O pingente já está em exposição no museu, na sala 2: Coleccionando o mundo, e espera-se que possa vir a fazer um périplo nacional. Quanto a Charlie Clarke e o proprietário da terra onde o artefacto foi encontrado, tornaram-se milionários instantâneos, graças a um hobbie que se tornou bastante lucrativo. Cada uma das partes irá receber 1,75 milhões de libras.

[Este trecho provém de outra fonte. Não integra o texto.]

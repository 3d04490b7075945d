//! End-to-end conversion through KhmerConverter.

use khmer_converter::{Error, FontCatalog, KhmerConverter, TargetFont};
use rayon::prelude::*;
use std::path::Path;
use std::sync::Arc;

fn setup() -> KhmerConverter {
    let path = Path::new(env!("CARGO_MANIFEST_DIR")).join("tests/data/test-fontdata.xml");
    let catalog = FontCatalog::load(&path).expect("Failed to load test catalog");
    KhmerConverter::new(Arc::new(catalog))
}

const WORDS: &[&str] = &[
    "កខគ",
    "ក្រដាសប្រដាល់កណ្ដាល",
    "បង្គោល ខាងលើ សៀវភៅ",
    "ស៊ីប៉ីអ៊ី",
    "ន្ស៊ី",
    "គេប្រឡែងគ្នា",
    "បញ្ញា",
    "បញ្ជី",
    "ចំពោះ",
    "ប្រឹក្សាធម្មនុញ្ញ",
    "ហៃប៊ី",
    "បូព៌ា",
    "បានស្នើ",
    "ប្រើ",
    "ប្ប៉័ង",
    "ស៊ើប",
    "ប៉ើង",
    "កុំជោ",
    "ស្ត្រ",
    "\u{201C}ឫ\u{201D}\n",
];

#[test]
fn test_encode_simple() {
    let converter = setup();
    assert_eq!(converter.encode_to_legacy("កខគ", "abc").unwrap(), b"kxK");
    assert_eq!(
        converter.encode_to_legacy("ប្រដាល់", "abc").unwrap(),
        vec![237, b'B', b'd', 192, b'l', 210]
    );
    assert_eq!(
        converter.encode_to_legacy("គេ", "abc").unwrap(),
        vec![200, b'K']
    );
}

#[test]
fn test_decode_simple() {
    let converter = setup();
    assert_eq!(converter.decode_from_legacy(b"kxK", "abc").unwrap(), "កខគ");
    assert_eq!(
        converter
            .decode_from_legacy(&[237, b'B', b'd', 192, b'l', 210], "abc")
            .unwrap(),
        "ប្រដាល់"
    );
    // shifter typed after the vowel
    assert_eq!(
        converter.decode_from_legacy(&[b'B', 192, 212], "abc").unwrap(),
        "ប៉ា"
    );
}

#[test]
fn test_round_trip() {
    let converter = setup();
    let mut failures = Vec::new();

    for &word in WORDS {
        let legacy = converter.encode_to_legacy(word, "abc").unwrap();
        let back = converter.decode_from_legacy(&legacy, "abc").unwrap();
        if back != word {
            failures.push(format!("{:?} -> {:?} -> {:?}", word, legacy, back));
        }
    }

    if !failures.is_empty() {
        panic!("{} round trips failed:\n{}", failures.len(), failures.join("\n"));
    }
}

#[test]
fn test_round_trip_keeps_zwsp() {
    let converter = setup();
    let text = "ក្រដាស\u{200B}ប្រដាល់";

    let legacy = converter.encode_to_legacy(text, "abc").unwrap();
    assert!(legacy.contains(&b'c'));
    assert_eq!(converter.decode_from_legacy(&legacy, "abc").unwrap(), text);

    // abc-zwsp writes the word break as a plain space
    let legacy = converter.encode_to_legacy(text, "abc-zwsp").unwrap();
    assert!(legacy.contains(&b' '));
}

#[test]
fn test_unknown_characters_dropped_on_encode() {
    let converter = setup();
    assert_eq!(
        converter.encode_to_legacy("ក\u{1980}é", "abc").unwrap(),
        b"k"
    );
}

#[test]
fn test_unknown_font() {
    let converter = setup();
    assert!(matches!(
        converter.decode_from_legacy(b"k", "nope"),
        Err(Error::FontNotFound { .. })
    ));
    assert!(matches!(
        converter.encode_to_legacy("ក", "hidden"),
        Err(Error::FontNotFound { .. })
    ));
}

#[test]
fn test_target_font() {
    let converter = setup();
    assert_eq!(
        converter.target_font("ABC-TEXT-06", Some(14)).unwrap(),
        TargetFont {
            font_type: "abc".to_string(),
            display_name: "ABC-TEXT-05".to_string(),
            size: Some(14),
        }
    );
    let target = converter.target_font("abc-3-01", None).unwrap();
    assert_eq!(target.font_type, "abc-3");
    assert_eq!(target.display_name, "abc-3");
    assert_eq!(target.size, None);
}

#[test]
fn test_parallel_lines_match_sequential() {
    let converter = setup();
    let lines: Vec<String> = (0..200)
        .map(|i| WORDS[i % WORDS.len()].to_string())
        .collect();

    let sequential: Vec<Vec<u8>> = lines
        .iter()
        .map(|line| converter.encode_to_legacy(line, "abc-zwsp").unwrap())
        .collect();

    let fresh = setup();
    let parallel: Vec<Vec<u8>> = lines
        .par_iter()
        .map(|line| fresh.encode_to_legacy(line, "abc-zwsp").unwrap())
        .collect();
    assert_eq!(parallel, sequential);

    let decoded: Vec<String> = parallel
        .par_iter()
        .map(|bytes| fresh.decode_from_legacy(bytes, "abc-zwsp").unwrap())
        .collect();
    for (line, back) in lines.iter().zip(&decoded) {
        assert_eq!(back, line);
    }
}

“As pessoas dizem que é como ganhar na lotaria; mas não é. As pessoas ganham a lotaria. Quando foi a última vez que uma joia da coroa foi desenterrada?“, aponta Clarke, citado pelo Birmingham Mail, jornal da sua região, recordando que pretende investir o montante na educação do filho. Recordando o dia em que encontrou o Coração, diz que estava quase a dar a jornada por infrutífera até o detetor começar a apitar de forma inesperada. Os historiadores desconhecem, pelo menos até à data, a razão para a joia se encontrar naquela localização, mas é conhecida a ligação, ainda que intermitente, do antigo Rei a Warwickshire, tendo visitado o castelo Warwick pelo menos em duas ocasiões, em 1511 e 1541. Depois do achado do pingente, em 2024 foi redescoberto no condado um retrato do século XVI de Henrique VIII encomendado pelo proprietário de terras local Ralph Sheldon.

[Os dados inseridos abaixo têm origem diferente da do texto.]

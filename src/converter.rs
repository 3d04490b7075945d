use std::sync::Arc;

use crate::catalog::FontCatalog;
use crate::decoder::process;
use crate::encoder::convert;
use crate::error::Result;
use crate::normalizer::reorder;
use crate::visual::legacy_reorder;

/// Font an encoded document should be displayed with.
#[derive(Debug, Clone, PartialEq, Eq)]
pub struct TargetFont {
    pub font_type: String,
    pub display_name: String,
    pub size: Option<u32>,
}

/// Both conversion directions over one shared catalog. Cloning is cheap and
/// clones share the catalog's memoized tables.
#[derive(Clone)]
pub struct KhmerConverter {
    catalog: Arc<FontCatalog>,
}

impl KhmerConverter {
    pub fn new(catalog: Arc<FontCatalog>) -> Self {
        KhmerConverter { catalog }
    }

    pub fn catalog(&self) -> &FontCatalog {
        &self.catalog
    }

    /// Legacy bytes in font `font` -> canonical Unicode.
    pub fn decode_from_legacy(&self, input: &[u8], font: &str) -> Result<String> {
        let id = self.catalog.resolve(font)?;
        let table = self.catalog.legacy_table(id)?;
        Ok(reorder(&process(input, &table)))
    }

    /// Canonical Unicode -> legacy bytes in font `font`.
    pub fn encode_to_legacy(&self, text: &str, font: &str) -> Result<Vec<u8>> {
        let id = self.catalog.resolve(font)?;
        let table = self.catalog.unicode_table(id)?;
        Ok(convert(&legacy_reorder(text), &table))
    }

    /// Display font for output encoded with `font`.
    pub fn target_font(&self, font: &str, size: Option<u32>) -> Result<TargetFont> {
        let id = self.catalog.resolve(font)?;
        let definition = self.catalog.font(id);
        Ok(TargetFont {
            font_type: definition.font_type().to_string(),
            display_name: definition.default_name().to_string(),
            size,
        })
    }
}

O valor do Coração Tudor transcende o cunho sentimental. Do ponto de vista arqueológico, os especialistas confirmam a raridade do achado, até aqui admirável apenas através de representações como a pintura. Poucas joias pessoais das cortes Tudor do início do século XVI sobrevivem, em parte porque muitas foram reaproveitadas, fundidas ou destruídas por razões políticas. “Este é o primeiro exemplo deste tipo de corrente que sobrevive fora de um retrato”, referiu ao Art Newspaper Rachel King, curadora do Renascimento europeu no British Museum, quando a campanha de arrecadação de fundos foi lançada pela primeira vez. O desfecho do casal também ajuda a explicar a a ironia contida nas inscrições e a reforçar os níveis de raridade.

Filha mais nova dos Reis Católicos Fernando II de Aragão e Isabel I de Castela, Catarina de Aragão tinha três anos quando ficou noiva de Artur, príncipe de Gales, herdeiro aparente do trono inglês. Casaram-se em 1501 mas o noivo morreu apenas cinco meses depois. Catarina casaria em segundas núpcias com Henrique VIII, recém ascendido ao trono, servindo como regente enquanto o marido esteve em França, período marcada pela Batalha de Flodden e pelo triunfo inglês. Sem um herdeiro masculino para subir ao trono, Henrique pediu a anulação do casamento, suscitando uma série de eventos que desaguariam num dos momentos mais decisivos da história, a colisão e rutura da coroa inglesa com a Igreja Católica, após a recusa do papa Clemente VII, que em última instância resultaria na criação da Igreja Anglicana. Nada que demovesse o monarca de cortar com a rainha e casar-se com a sua amante, Ana Bolena, um capítulo que terminaria com a execução da consorte, em 1536.